А Надию я больше не встречал никогда.

Я все-таки был уволен с завода. Не знаю, как вышло. Скорей, потому — отказался писать копии. Отказал раз секретарю парткома, еще бухгалтеру и еще… То ли просто поступил кадровикам очередной циркуляр. Вызывали в кадры, и другой, незнакомый человек, не Гаренко, того, кажется, сняли за пьянство (много лет спустя я встретил его на улицах синего, опухшего, едва живого), другой человек скучно попросил меня объяснить состав преступления, за который я отбывал срок.

— Антисоветская агитация, — зло ляпнул я.

Неодушевленный этот предмет некоторое время глядел на меня подозрительными, ждущими еще чего-то очками. Глядел он именно очками.

— Но у вас еще и создание антисоветской организации! — дополнил человек-манекен.

— Раз вы знаете, зачем ваш вопрос?

— А вы не горячитесь, — с тихой угрозой, с теми же интонациями, с какими говорят привычные следователи, облеченные той властью, которую даже нельзя назвать абсолютной, потому что она больше, объемнее и ей словно подвластны (так ИМ кажется) не только твоя душа, тело, твоя свобода, настоящее, прошлое и будущее, но и самые скрытые твои мысли. Насладившись этой властью и еще несколько секунд безмолвно всасываясь в меня, очки подали мою новую трудовую книжку.

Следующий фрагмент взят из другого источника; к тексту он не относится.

impl MockAuthClient {
    /// Creates a client with no session and no accounts.
    pub fn new() -> Self {
        Self::default()
    }

    /// Starts out signed in with the given session.
    pub fn with_session(self, session: Session) -> Self {
        *self.session.write().expect("MockAuthClient: lock poisoned") = Some(Arc::new(session));
        self
    }

    /// Starts out signed in as a simple test user.
    pub fn with_test_session(self, user_id: impl Into<String>) -> Self {
        let session = test_session(&user_id.into());
        self.with_session(session)
    }

    /// Registers an account that `sign_in_with_credentials` accepts.
    pub fn with_account(
        self,
        email: impl Into<String>,
        password: impl Into<String>,
        user_id: impl Into<String>,
    ) -> Self {
        let account = MockAccount {
            password: password.into(),
            user_id: UserId::new(user_id).expect("MockAuthClient: empty user id"),
        };
        self.accounts
            .write()
            .expect("MockAuthClient: lock poisoned")
            .insert(email.into(), account);
        self
    }

    /// Sign-ups create the account but issue no session until confirmed.
    pub fn requiring_confirmation(mut self) -> Self {
        self.require_confirmation = true;
        self
    }

    /// Forces `current_session` to return the specified error.
    pub fn with_error(self, error: AuthError) -> Self {
        *self.force_error.write().expect("MockAuthClient: lock poisoned") = Some(error);
        self
    }

    /// Clears the forced error.
    pub fn clear_error(&self) {
        *self.force_error.write().expect("MockAuthClient: lock poisoned") = None;
    }

    /// Holds every subsequent `current_session` call until the returned
    /// handle is notified. The answer is the session held at call time.
    pub fn pause_fetches(&self) -> Arc<Notify> {
        let gate = Arc::new(Notify::new());
        *self.fetch_gate.write().expect("MockAuthClient: lock poisoned") = Some(gate.clone());
        gate
    }

    /// Replaces the held session and broadcasts the change.
    pub fn emit(&self, event: AuthChangeEvent, session: Option<Session>) -> Option<Arc<Session>> {
        let session = session.map(Arc::new);
        *self.session.write().expect("MockAuthClient: lock poisoned") = session.clone();
        // No subscribers is fine.
        let _ = self.changes.send(AuthChange::new(event, session.clone()));
        session
    }

    /// Number of live change subscriptions.
    pub fn subscriber_count(&self) -> usize {
        self.changes.receiver_count()
    }

    /// Number of `current_session` calls made so far.
    pub fn fetch_count(&self) -> usize {
        self.fetches.load(Ordering::SeqCst)
    }

    /// Number of `sign_out` calls made through this client or its handles.
    pub fn sign_out_count(&self) -> usize {
        self.sign_outs.load(Ordering::SeqCst)
    }

    fn issue_session(&self, email: &str, user_id: &UserId) -> Arc<Session> {
        let token = format!("mock-access-{}", uuid::Uuid::new_v4());
        let session = Session::new(user_id.clone(), Some(email.to_string()), token)
            .with_refresh_token(format!("mock-refresh-{}", uuid::Uuid::new_v4()));
        self.emit(AuthChangeEvent::SignedIn, Some(session))
            .expect("MockAuthClient: emitted session missing")
    }
}

#[async_trait]
impl SessionSource for MockAuthClient {
    async fn current_session(&self) -> Result<Option<Arc<Session>>, AuthError> {
        self.fetches.fetch_add(1, Ordering::SeqCst);

        if let Some(error) = self
            .force_error
            .read()
            .expect("MockAuthClient: lock poisoned")
            .clone()
        {
            return Err(error);
        }

        let snapshot = self
            .session
            .read()
            .expect("MockAuthClient: lock poisoned")
            .clone();
        let gate = self
            .fetch_gate
            .read()
            .expect("MockAuthClient: lock poisoned")
            .clone();
        if let Some(gate) = gate {
            gate.notified().await;
        }
        Ok(snapshot)
    }

    fn subscribe(&self) -> AuthSubscription {
        AuthSubscription::new(self.changes.subscribe())
    }
}

#[async_trait]
impl CredentialAuth for MockAuthClient {
    async fn sign_in_with_credentials(
        &self,
        credentials: &Credentials,
    ) -> Result<Arc<Session>, AuthError> {
        let account = self
            .accounts
            .read()
            .expect("MockAuthClient: lock poisoned")
            .get(&credentials.email)
            .cloned();

        match account {
            Some(account) if account.password == *credentials.password.expose_secret() => {
                Ok(self.issue_session(&credentials.email, &account.user_id))
            }
            _ => Err(AuthError::InvalidCredentials),
        }
    }

    async fn sign_up_with_credentials(
        &self,
        credentials: &Credentials,
    ) -> Result<Option<Arc<Session>>, AuthError> {
        let user_id = {
            let mut accounts = self.accounts.write().expect("MockAuthClient: lock poisoned");
            if accounts.contains_key(&credentials.email) {
                return Err(AuthError::Rejected("User already registered".to_string()));
            }
            let user_id = UserId::new(uuid::Uuid::new_v4().to_string())
                .map_err(|e| AuthError::Rejected(e.to_string()))?;
            accounts.insert(
                credentials.email.clone(),
                MockAccount {
                    password: credentials.password.expose_secret().clone(),
                    user_id: user_id.clone(),
                },
            );
            user_id
        };

        if self.require_confirmation {
            return Ok(None);
        }
        Ok(Some(self.issue_session(&credentials.email, &user_id)))
    }

    async fn sign_out(&self) -> Result<(), AuthError> {
        self.sign_outs.fetch_add(1, Ordering::SeqCst);
        self.emit(AuthChangeEvent::SignedOut, None);
        Ok(())
    }
}

impl CredentialAuthProvider for MockAuthClient {
    /// A fresh client over the same account table, seeded with `session`.
    fn for_caller(&self, session: Option<Session>) -> Arc<dyn CredentialAuth> {
        let (changes, _) = broadcast::channel(CHANGE_CAPACITY);
        Arc::new(MockAuthClient {
            session: RwLock::new(session.map(Arc::new)),
            accounts: self.accounts.clone(),
            changes,
            force_error: RwLock::new(None),
            fetch_gate: RwLock::new(None),
            require_confirmation: self.require_confirmation,
            fetches: AtomicUsize::new(0),
            sign_outs: self.sign_outs.clone(),
        })
    }
}

/// Mock session validator for testing.
///
/// Stores a map of tokens to sessions. Tokens not in the map return `InvalidToken`.
#[derive(Debug, Default)]
pub struct MockSessionValidator {
    tokens: RwLock<HashMap<String, Session>>,
    force_error: RwLock<Option<AuthError>>,
}

impl MockSessionValidator {
    /// Creates a new empty mock validator.
    pub fn new() -> Self {
        Self::default()
    }

    /// Adds a valid token for a simple test user.
    pub fn with_test_user(self, token: impl Into<String>, user_id: impl Into<String>) -> Self {
        let token = token.into();
        let mut session = test_session(&user_id.into());
        session.access_token = token.clone();
        self.tokens
            .write()
            .expect("MockSessionValidator: lock poisoned")
            .insert(token, session);
        self
    }

    /// Forces all validations to return the specified error.
    pub fn with_error(self, error: AuthError) -> Self {
        *self
            .force_error
            .write()
            .expect("MockSessionValidator: lock poisoned") = Some(error);
        self
    }

    /// Removes a token, making it invalid.
    pub fn remove_token(&self, token: &str) {
        self.tokens
            .write()
            .expect("MockSessionValidator: lock poisoned")
            .remove(token);
    }
}

#[async_trait]
impl SessionValidator for MockSessionValidator {
    async fn validate(&self, token: &str) -> Result<Session, AuthError> {
        if let Some(error) = self
            .force_error
            .read()
            .expect("MockSessionValidator: lock poisoned")
            .clone()
        {
            return Err(error);
        }

        self.tokens
            .read()
            .expect("MockSessionValidator: lock poisoned")
            .get(token)
            .cloned()
            .ok_or(AuthError::InvalidToken)
    }
}

fn test_session(user_id: &str) -> Session {
    Session::new(
        UserId::new(user_id).expect("test user id must not be empty"),
        Some(format!("{}@test.example.com", user_id)),
        format!("mock-access-{}", user_id),
    )
}
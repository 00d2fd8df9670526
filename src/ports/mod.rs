//! Ports - Interfaces for external dependencies.
//!
//! Following hexagonal architecture, ports define the contracts between
//! the auth pipeline and the hosted backend. Adapters implement these ports.
//!
//! ## Auth Ports
//!
//! - `SessionSource` - Current session + auth-change stream
//! - `CredentialAuth` - Sign-in, sign-up, sign-out
//! - `CredentialAuthProvider` - One `CredentialAuth` handle per caller
//! - `SessionValidator` - Bearer token → session (HTTP surface)
//!
//! ## Data Ports
//!
//! - `ProfileStore` - `profiles` table reads and lazy creation
//! - `ViewRecorder` - `post_views` inserts and the view counter
//! - `LikeStore` - `post_likes` reads and toggles
//! - `CommentStore` - `comments` inserts

mod comment_store;
mod credential_auth;
mod like_store;
mod profile_store;
mod session_source;
mod session_validator;
mod view_recorder;

pub use comment_store::CommentStore;
pub use credential_auth::{CredentialAuth, CredentialAuthProvider, Credentials};
pub use like_store::LikeStore;
pub use profile_store::{ProfileStore, ProfileStoreError};
pub use session_source::{AuthSubscription, SessionSource};
pub use session_validator::SessionValidator;
pub use view_recorder::{PostView, ViewRecorder};
//! Reader engagement on published posts: likes and comments.
//!
//! Only signed-in readers with a non-anonymous role engage; the rows carry
//! the reader's user id so the backend can check ownership.

mod comment;
mod like;

pub use comment::{NewComment, APPROVED};
pub use like::PostLike;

— Вы уволены по сокращению штата. Занимали свою должность незаконно. Вашей такой профессии не предусмотрено по штатному расписанию.

Мне показалось — я даже обрадовался. «Вот спасибо!» Сам бы еще долго собирался уйти от заваленной плакатами и лозунгами комнаты, от этих «членов Политбюро», остобрыдевших своими властно-вдохновенными ликами. Подгорные, Вороновы, Сусловы, Микояны. Мне и в лагере-то казалось, что они бесчисленны или как-то могут переходить друг в друга. Было как будто три Микояна, не один Берия, куча Ворошиловых, а раньше еще куча сереньких козлобородых старикашек с фамилией Калинин.

«Почему не предупредили даже», — мелькнула мыслишка, но я не высказал ее, а просто забрал трудовую, черкнул роспись в какой-то амбарной книге и молча вышел, чуть крепче нужного брякнув дверью.

«Ладно еще по сокращению. Могли бы и хуже придумать». Прощаться со «старшим художником» не хотелось, но мысль, что у меня там еще куча неистраченных, сэкономленных лефрановских красок и кистей «Рембрандт», заставила вернуться. «Нет, что-что, а краски я вам не подарю!» — подумал почти вслух. Я зашел в мастерскую, растолкал тюбики в плоскую большую сумку, надел ее на шею — сумка на спине, под «телагой», кисти в подкладку, в рукава и, поглядев на ноги мирно дрыхнувшего Сергея Прокопьевича, вышел.

Шмона в проходной я никогда не боялся. Спину они никогда не смотрят. Да если б и смотрели, я, бывший зэк-лагерник, провел бы любых этих шмонявших, куда им было до лагерных вертухаев, чьи руки я десять лет чувствовал на своих боках.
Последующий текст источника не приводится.